Gli agenti della Squadra mobile di Milano hanno arrestato lui e i tre complici cinesi al termine di un’indagine durata quasi un anno e che ha portato al sequestro di 900 grammi di marijuana, 305 grammi di ketamina, oltre 2mila pasticche e 800 grammi di shaboo. Sì sembrano pochi, neppure un chilo, ma ricordiamo che una dose è 0,1, quindi parliamo di 8mila dosi, ognuna delle quali venduta tra i 35 e i 50 euro. Il calcolo è semplice: il valore oscilla tra 280mila e 400mila euro. Solo per lo shaboo e solo per un carico.
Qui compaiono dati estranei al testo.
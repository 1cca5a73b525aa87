// src/rank.rs
//! Trust ranking, per-keyword capping, and the keyword relevance re-check.

use std::collections::HashMap;

use crate::article::Article;

/// Stable sort by trust score descending, then keep at most
/// `max_per_keyword` per keyword — the top-N *by trust*, not an arbitrary N.
pub fn rank_and_cap(mut articles: Vec<Article>, max_per_keyword: usize) -> Vec<Article> {
    articles.sort_by(|a, b| b.trust_score.cmp(&a.trust_score));

    let mut counts: HashMap<String, usize> = HashMap::new();
    articles
        .into_iter()
        .filter(|a| {
            let n = counts.entry(a.keyword.clone()).or_insert(0);
            *n += 1;
            *n <= max_per_keyword
        })
        .collect()
}

/// Re-validate that the search keyword actually appears in the article.
///
/// With a fetched body, body or title suffices. When the body fetch failed,
/// a title match alone keeps the article — body absence is not itself
/// disqualifying.
pub fn is_relevant(keyword: &str, title: &str, body: Option<&str>) -> bool {
    match body {
        Some(text) => text.contains(keyword) || title.contains(keyword),
        None => title.contains(keyword),
    }
}

/// Relevance pass over candidates whose `body_text` is already populated.
/// Excluded articles are logged, not silently dropped.
pub fn relevance_filter(articles: Vec<Article>) -> Vec<Article> {
    articles
        .into_iter()
        .filter(|a| {
            let keep = is_relevant(&a.keyword, &a.title, a.body_text.as_deref());
            if !keep {
                tracing::info!(keyword = %a.keyword, title = %a.title, "excluded: keyword not in body or title");
            }
            keep
        })
        .collect()
}

/// Composed rank → cap → relevance pass, for inputs that already carry
/// their body text.
pub fn filter_and_rank(articles: Vec<Article>, max_per_keyword: usize) -> Vec<Article> {
    relevance_filter(rank_and_cap(articles, max_per_keyword))
}
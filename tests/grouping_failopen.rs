// tests/grouping_failopen.rs
use keyword_news_digest::ai::{GenClient, MockClient};
use keyword_news_digest::article::Article;
use keyword_news_digest::grouping::refine_group;

fn articles() -> Vec<Article> {
    vec![
        Article::stub("K", "기사 하나", "https://a/1", "하나"),
        Article::stub("K", "기사 둘", "https://a/2", "둘"),
        Article::stub("K", "기사 셋", "https://a/3", "셋"),
    ]
}

#[tokio::test]
async fn picks_representatives_by_index() {
    let client = MockClient::replying("1, 3");
    let out = refine_group(&client, articles()).await;
    let urls: Vec<&str> = out.iter().map(|a| a.url.as_str()).collect();
    assert_eq!(urls, vec!["https://a/1", "https://a/3"]);
}

#[tokio::test]
async fn unavailable_collaborator_is_a_no_op() {
    let client = MockClient::unavailable();
    let input = articles();
    let out = refine_group(&client, input.clone()).await;
    assert_eq!(out, input);
}

#[tokio::test]
async fn unparsable_reply_is_a_no_op() {
    let client = MockClient::replying("죄송하지만 판단할 수 없습니다");
    let input = articles();
    let out = refine_group(&client, input.clone()).await;
    assert_eq!(out, input);
}

#[tokio::test]
async fn out_of_range_only_reply_is_a_no_op() {
    let client = MockClient::replying("0, 99");
    let input = articles();
    let out = refine_group(&client, input.clone()).await;
    assert_eq!(out, input);
}

#[tokio::test]
async fn single_candidate_never_calls_the_collaborator() {
    struct PanickyClient;
    #[async_trait::async_trait]
    impl GenClient for PanickyClient {
        async fn generate(&self, _prompt: &str) -> Option<String> {
            panic!("must not be called for a single candidate");
        }
        fn provider_name(&self) -> &'static str {
            "panicky"
        }
    }

    let input = vec![Article::stub("K", "혼자", "https://a/1", "혼자")];
    let out = refine_group(&PanickyClient, input.clone()).await;
    assert_eq!(out, input);
}
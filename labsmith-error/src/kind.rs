//! Error kinds for labsmith operations

use std::fmt;

/// The kind of error that occurred.
///
/// Callers match on `ErrorKind` to decide how to report a failure; the
/// pipeline itself treats every kind as fatal.
#[derive(Debug, Clone, Copy, PartialEq, Eq, Hash)]
#[non_exhaustive]
pub enum ErrorKind {
    // =========================================================================
    // Configuration errors
    // =========================================================================
    /// Invalid or missing configuration (e.g. no API key)
    ConfigInvalid,

    // =========================================================================
    // Transport errors
    // =========================================================================
    /// The request could not be sent or the connection failed
    NetworkFailed,

    /// The API answered with a non-success status
    ApiFailed,

    /// The response body was not the expected chat-completion envelope
    ResponseMalformed,

    // =========================================================================
    // Input / output errors
    // =========================================================================
    /// File not found
    FileNotFound,

    /// Permission denied
    PermissionDenied,

    /// IO operation failed
    IoFailed,

    /// A document could not be converted to plain text
    ExtractionFailed,
}

impl ErrorKind {
    /// Returns the error kind as a static string
    pub fn as_str(&self) -> &'static str {
        match self {
            ErrorKind::ConfigInvalid => "ConfigInvalid",

            ErrorKind::NetworkFailed => "NetworkFailed",
            ErrorKind::ApiFailed => "ApiFailed",
            ErrorKind::ResponseMalformed => "ResponseMalformed",

            ErrorKind::FileNotFound => "FileNotFound",
            ErrorKind::PermissionDenied => "PermissionDenied",
            ErrorKind::IoFailed => "IoFailed",
            ErrorKind::ExtractionFailed => "ExtractionFailed",
        }
    }

    /// Whether this kind describes a failed HTTP exchange with the model API
    pub fn is_transport(&self) -> bool {
        matches!(
            self,
            ErrorKind::NetworkFailed | ErrorKind::ApiFailed | ErrorKind::ResponseMalformed
        )
    }
}

impl fmt::Display for ErrorKind {
    fn fmt(&self, f: &mut fmt::Formatter<'_>) -> fmt::Result {
        write!(f, "{}", self.as_str())
    }
}
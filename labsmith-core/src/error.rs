//! Error types
//!
//! Re-exports labsmith-error for the library's modules.

pub use labsmith_error::{Error, ErrorKind, Result};
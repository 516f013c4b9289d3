//! Requirement document loading
//!
//! Plain-text files are read as UTF-8. Word documents (`.docx`) are handed to
//! the external `pandoc` converter, which prints their body text.

use crate::error::{Error, Result};
use std::path::Path;
use std::process::Command;
use tracing::debug;

const CONVERTER: &str = "pandoc";

/// Read the experiment description stored at `path`.
pub fn read_requirement(path: &Path) -> Result<String> {
    if is_docx(path) {
        extract_docx_text(path)
    } else {
        std::fs::read_to_string(path).map_err(|e| {
            Error::from(e)
                .with_operation("document::read_requirement")
                .with_context("path", path.display().to_string())
        })
    }
}

fn is_docx(path: &Path) -> bool {
    path.extension()
        .and_then(|ext| ext.to_str())
        .map_or(false, |ext| ext.eq_ignore_ascii_case("docx"))
}

fn extract_docx_text(path: &Path) -> Result<String> {
    let display = path.display().to_string();
    debug!(path = %path.display(), converter = CONVERTER, "extracting text from Word document");

    let output = Command::new(CONVERTER)
        .args(["--to", "plain", "--wrap", "none"])
        .arg(path)
        .output()
        .map_err(|e| {
            Error::extraction_failed(display.clone(), format!("failed to run {}", CONVERTER))
                .with_operation("document::extract_docx_text")
                .set_source(e)
        })?;

    if !output.status.success() {
        let stderr = String::from_utf8_lossy(&output.stderr).trim().to_string();
        return Err(Error::extraction_failed(
            display,
            format!("{} exited with {}", CONVERTER, output.status),
        )
        .with_operation("document::extract_docx_text")
        .with_context("stderr", stderr));
    }

    String::from_utf8(output.stdout).map_err(|e| {
        Error::extraction_failed(display, "converter output is not valid UTF-8")
            .with_operation("document::extract_docx_text")
            .set_source(e)
    })
}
L'indagine partita dalle estorsioni
L’indagine della sezione criminalità straniera, diretta da Vittorio La Torre, è partita a margine di un’altra vicenda denunciata da un pr cinese costretto a versare costantemente la tangente a una banda di connazionali per organizzare serate in discoteca. Una storia di violenza e minacce continue, il cui culmine era stato un raid vandalico che aveva devastato un locale proprio durante una delle serate organizzate dalla vittima. Nel marzo scorso l’indagine aveva portato all’arresto di 3 persone per estorsione ma dalle intercettazioni era emersa la pista dello spaccio.
La banda usava poco le conversazioni telefoniche, la maggior parte delle comunicazioni avveniva tramite WeChat, l’app di messaggistica della comunità cinese. Le chiamate sono state però sufficienti per ricostruire un quadro dell’organizzazione, poi confermato da un’attività di appostamenti, sopralluoghi e pedinamenti.
I pusher invisibili
È risultato chiaro che Dapi era il capo, era lui a fare gli ordini ai grossisti. Gli investigatori non sono riusciti a risalire alla sua fonte, si sono dovuti accontentare di delineare la catena verso il basso, da Dapi ai consumatori. La droga finiva per lo più a cinesi e filippini, in minor misura ai sudamericani e in parte davvero residuale a qualche italiano vicino a una delle due comunità, o per amicizia o per legami sentimentali. Durante i mesi di indagine sono stati arrestati in flagranza 4 cinesi e un venezuelano che faceva da intermediario per i clienti latini. Nell’ordinanza di custodia cautelare eseguita la notte scorsa, invece, ci sono altri 3 nomi oltre a quello di Dapi: il 25enne YingHao Fu (che aveva il ruolo di gestire i corrieri), il 24enne JunHong “Tao Tao” Zhou, e il 23enne XianYao “Davide” Wu (entrambi cavallini). Quattro invisibili nella città invisibile.